Ungkapan Frisky itu ditanggapi gelak tawa Tim Ekspedisi Mawale Movement (Selanjtnya disingkat Tim E Man) yang lain. Dan cerita itu berlalu seiring berkurangnya tetesan bensin dari tiga kendaraan roda dua yang ditumpangi enam Waraney Mawale Movement itu. Sebelum mengisi bahan bakar di Wanua Woloan, Tim E Man menyempatkan diri untuk melihat dari dekat Waruga Dotu Supit yang berdiri kokoh tepat di depan gedung Gereja GMIM Eben Heazer Woloan. “Dulu waktu ini greja da bangun tahun 90-an, pernah ada rencana mo se pindah tu waruga. Mar, banya jemaat nda setuju termasuk kita. Karna itu kan nyanda menggangu apapun,” terang Om Poluan, yang sehari-hari ditugaskan sebagai Kostor di gereja tersebut.


Waruga Dotu Supit di Woloan


“Depe cerita jelas tentang ini waruga nanti torang baca kong dikusikan di steleng. Soalnya kita pe mahasiswa bimbingan skripsi, baru-baru da biking penelitian tentang itu waruga,” kata Denni sambil mengajak Tim E Man untuk segera melanjutkan perjalanan.

Setelah melewati Wanua Taratara, Ranotongkor, Lolah dan Lemo, 35 menit kemudian Tim E Man telah memasuki Wanua Sarani Matani Kecamatan Tombariri. Udara panas yang tak biasa dinikmati di Tomohon, seakan membungkus erat tubuh, hingga memaksa Tim E Man untuk berhenti sejenak melepas lelah. Jembatan tua yang diperkirakan dibangun sejak zaman Belanda yang terletak di ujung Wanua Sarani Matani menjadi tempat pilihan Tim untuk beristirahat sambil menatap dengan decakan kagum jembatan kayu yang masih berdiri kokoh itu.

Baru saja starter motor dihentakkan, mesin kendaraan harus berhenti kembali tat kala mata Denni Pinontoan menangkap sebuah batu yang direspons otaknya sebagai sebuah waruga. Ternyata benar itu sebuah waruga, sayang terkesan tidak pernah diindahkan sehingga tumpukan pasir dan sampah yang ada di sekitarnya lebih mudah dikenali ketimbang waruga itu. “Itu kwa waruga deri sebelah utara kampung, kong tahun 90-an ada kase pindah di muka kantor kuntua ini Menurut cerita, waruga itu da kubur akang torang pe dotu yang pertama kali buka ini kampung. Torang so nda tau depe nama, mar ini waruga da kase pindah di sini supaya torang boleh mo inga trus pa dia yang ada jasa besar da buka ini kampung,” jelas Feri yang kebetulan sedang mencucui kendaraan di samping waruga tersebut.

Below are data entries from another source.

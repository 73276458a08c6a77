use crate::context::ExecutionContext;
use axum::extract::Path;
use axum::http::StatusCode;
use axum::response::IntoResponse;
use axum::Json;
use eval_hub::Collection;
use serde::{Deserialize, Serialize};
use serde_json::json;

/// Collections listing
#[derive(Debug, Serialize, Deserialize)]
pub struct CollectionList {
    pub collections: Vec<Collection>,
    pub total_collections: usize,
}

/// GET /api/v1/evaluations/collections
pub async fn list_collections(ctx: ExecutionContext) -> impl IntoResponse {
    tracing::debug!(parent: ctx.span(), "list collections");

    Json(CollectionList {
        collections: Vec::new(),
        total_collections: 0,
    })
}

/// POST /api/v1/evaluations/collections
pub async fn create_collection(ctx: ExecutionContext) -> impl IntoResponse {
    tracing::debug!(parent: ctx.span(), "create collection");

    (
        StatusCode::CREATED,
        Json(json!({
            "message": "Collection creation not yet implemented",
        })),
    )
}

/// GET /api/v1/evaluations/collections/{id}
pub async fn get_collection(ctx: ExecutionContext, Path(id): Path<String>) -> impl IntoResponse {
    tracing::debug!(parent: ctx.span(), collection_id = %id, "get collection");

    Json(json!({
        "message": "Collection retrieval not yet implemented",
        "collection_id": id,
    }))
}

/// PUT /api/v1/evaluations/collections/{id}
pub async fn update_collection(
    ctx: ExecutionContext,
    Path(id): Path<String>,
) -> impl IntoResponse {
    tracing::debug!(parent: ctx.span(), collection_id = %id, "update collection");

    Json(json!({
        "message": "Collection update not yet implemented",
    }))
}

/// PATCH /api/v1/evaluations/collections/{id}
pub async fn patch_collection(ctx: ExecutionContext, Path(id): Path<String>) -> impl IntoResponse {
    tracing::debug!(parent: ctx.span(), collection_id = %id, "patch collection");

    Json(json!({
        "message": "Collection patch not yet implemented",
    }))
}

/// DELETE /api/v1/evaluations/collections/{id}
pub async fn delete_collection(
    ctx: ExecutionContext,
    Path(id): Path<String>,
) -> impl IntoResponse {
    tracing::debug!(parent: ctx.span(), collection_id = %id, "delete collection");

    (
        StatusCode::OK,
        Json(json!({
            "message": "Collection deletion not yet implemented",
        })),
    )
}
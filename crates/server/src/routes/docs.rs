use crate::error::{ServerError, ServerResult};
use axum::http::header::{ACCEPT, CONTENT_TYPE};
use axum::http::HeaderMap;
use axum::response::{Html, IntoResponse, Response};
use axum::Json;
use once_cell::sync::Lazy;

/// The service's OpenAPI document, served as-is for YAML clients.
pub const OPENAPI_YAML: &str = include_str!("../../api/openapi.yaml");

static OPENAPI_JSON: Lazy<Result<serde_json::Value, String>> =
    Lazy::new(|| serde_yaml::from_str(OPENAPI_YAML).map_err(|e| e.to_string()));

const DOCS_HTML: &str = r##"<!DOCTYPE html>
<html lang="en">
<head>
  <meta charset="utf-8" />
  <title>Eval Hub API</title>
  <link rel="stylesheet" href="https://unpkg.com/swagger-ui-dist@5/swagger-ui.css" />
</head>
<body>
  <div id="swagger-ui"></div>
  <script src="https://unpkg.com/swagger-ui-dist@5/swagger-ui-bundle.js"></script>
  <script>
    window.onload = () => {
      window.ui = SwaggerUIBundle({
        url: "/openapi.yaml",
        dom_id: "#swagger-ui",
      });
    };
  </script>
</body>
</html>
"##;

fn wants_json(headers: &HeaderMap) -> bool {
    headers
        .get(ACCEPT)
        .and_then(|v| v.to_str().ok())
        .is_some_and(|accept| accept.contains("application/json"))
}

/// GET /openapi.yaml
///
/// YAML by default, JSON when the `Accept` header asks for it.
pub async fn openapi_spec(headers: HeaderMap) -> ServerResult<Response> {
    if wants_json(&headers) {
        let document = OPENAPI_JSON
            .as_ref()
            .map_err(|e| ServerError::Internal(format!("invalid OpenAPI document: {e}")))?;
        return Ok(Json(document).into_response());
    }

    Ok(([(CONTENT_TYPE, "application/yaml")], OPENAPI_YAML).into_response())
}

/// GET /docs
pub async fn docs_page() -> Html<&'static str> {
    Html(DOCS_HTML)
}
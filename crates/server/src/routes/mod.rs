//! API route handlers
//!
//! This module contains all HTTP endpoint implementations for the evaluation
//! hub. Routes are organized by resource:
//!
//! - `health`: Liveness, service status and the Prometheus scrape endpoint
//! - `evaluations`: Evaluation jobs and the benchmark catalogue
//! - `collections`: Benchmark collections
//! - `providers`: Benchmark providers and system metrics
//! - `docs`: OpenAPI document and the documentation viewer

pub mod collections;
pub mod docs;
pub mod evaluations;
pub mod health;
pub mod providers;

use crate::error::ServerError;
use axum::http::StatusCode;

/// 405 handler shared by every registered path.
///
/// Plain text, without the JSON error envelope.
pub async fn method_not_allowed() -> (StatusCode, &'static str) {
    (StatusCode::METHOD_NOT_ALLOWED, "Method not allowed")
}

/// 404 Not Found handler
///
/// Returns a standardized error response for undefined routes.
pub async fn not_found() -> ServerError {
    ServerError::NotFound
}
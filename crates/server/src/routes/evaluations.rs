//! Evaluation job endpoints.
//!
//! Job execution is not wired up yet: every handler answers with the
//! envelope and status code its final version will use, and a placeholder
//! message in place of real data.

use crate::context::ExecutionContext;
use axum::extract::Path;
use axum::http::StatusCode;
use axum::response::IntoResponse;
use axum::Json;
use eval_hub::{BenchmarkRef, EvaluationJob, Page, DEFAULT_PAGE_LIMIT};
use serde::{Deserialize, Serialize};
use serde_json::json;

/// Benchmark catalogue across all providers
#[derive(Debug, Serialize, Deserialize)]
pub struct BenchmarkList {
    pub benchmarks: Vec<BenchmarkRef>,
    pub total_count: usize,
    pub providers_included: Vec<String>,
}

/// POST /api/v1/evaluations/jobs
pub async fn create_job(ctx: ExecutionContext) -> impl IntoResponse {
    tracing::debug!(
        parent: ctx.span(),
        timeout_minutes = ctx.timeout_minutes(),
        retry_attempts = ctx.retry_attempts(),
        "create evaluation job"
    );

    (
        StatusCode::ACCEPTED,
        Json(json!({
            "message": "Evaluation creation not yet implemented",
        })),
    )
}

/// GET /api/v1/evaluations/jobs
pub async fn list_jobs(ctx: ExecutionContext) -> impl IntoResponse {
    tracing::debug!(parent: ctx.span(), "list evaluation jobs");

    Json(Page::<EvaluationJob>::empty(DEFAULT_PAGE_LIMIT))
}

/// GET /api/v1/evaluations/jobs/{id}
pub async fn get_job(ctx: ExecutionContext, Path(id): Path<String>) -> impl IntoResponse {
    tracing::debug!(parent: ctx.span(), job_id = %id, "get evaluation job");

    Json(json!({
        "message": "Evaluation retrieval not yet implemented",
        "id": id,
    }))
}

/// DELETE /api/v1/evaluations/jobs/{id}
pub async fn cancel_job(ctx: ExecutionContext, Path(id): Path<String>) -> impl IntoResponse {
    tracing::debug!(parent: ctx.span(), job_id = %id, "cancel evaluation job");

    (
        StatusCode::OK,
        Json(json!({
            "message": "Evaluation cancellation not yet implemented",
        })),
    )
}

/// GET /api/v1/evaluations/jobs/{id}/summary
pub async fn job_summary(ctx: ExecutionContext, Path(id): Path<String>) -> impl IntoResponse {
    tracing::debug!(parent: ctx.span(), job_id = %id, "get evaluation summary");

    Json(json!({
        "message": "Evaluation summary not yet implemented",
    }))
}

/// GET /api/v1/evaluations/benchmarks
pub async fn list_benchmarks(ctx: ExecutionContext) -> impl IntoResponse {
    tracing::debug!(parent: ctx.span(), "list benchmarks");

    Json(BenchmarkList {
        benchmarks: Vec::new(),
        total_count: 0,
        providers_included: Vec::new(),
    })
}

Salah satu yang terprogram di otak personil Tim E Man hari itu adalah menemukan parigi (sumur) Pingkan. Hasrat itu kemudian mendorong Tim untuk menelusuri lorong-lorong di Wanua Ranowangko Kecamatan Tombariri. Di salah satu lorong, mata Tim E Man terhenti pada sebuah waruga yang tampak bagian atasnya telah diperindah dengan semen dan telah dimanfaatkan sebagai pampele angin untuk dodika oleh pemilik kios makanan di tempat itu. “Itu kwa waruga dotu Lokon. Salah satu yang bilang pa torang itu dotu Lokon punya, Gubernur Worang. Dia kan dulu ja kampetan. Dulu depe model memang so bagitu mar lantaran so ja ancor depe atas kong dan tahang deng semen sadiki. Di seblah ini lei ada waruga mar waktu saman Worang, dorang da se pindah di puncak Tasik Ria. Waktu itu, Gubernur Worang da tata samua ini waruga di sini. Dia lei yang biking kase bagus tu lokasi di parigi Pingkan yang ada di blakang sana,” terang Om Yan Rengkung, sambil mengarahkan telunjuk ke arah Timur untuk menunjuk lokasi Sumur Pingkan yang dicari Tim E Man.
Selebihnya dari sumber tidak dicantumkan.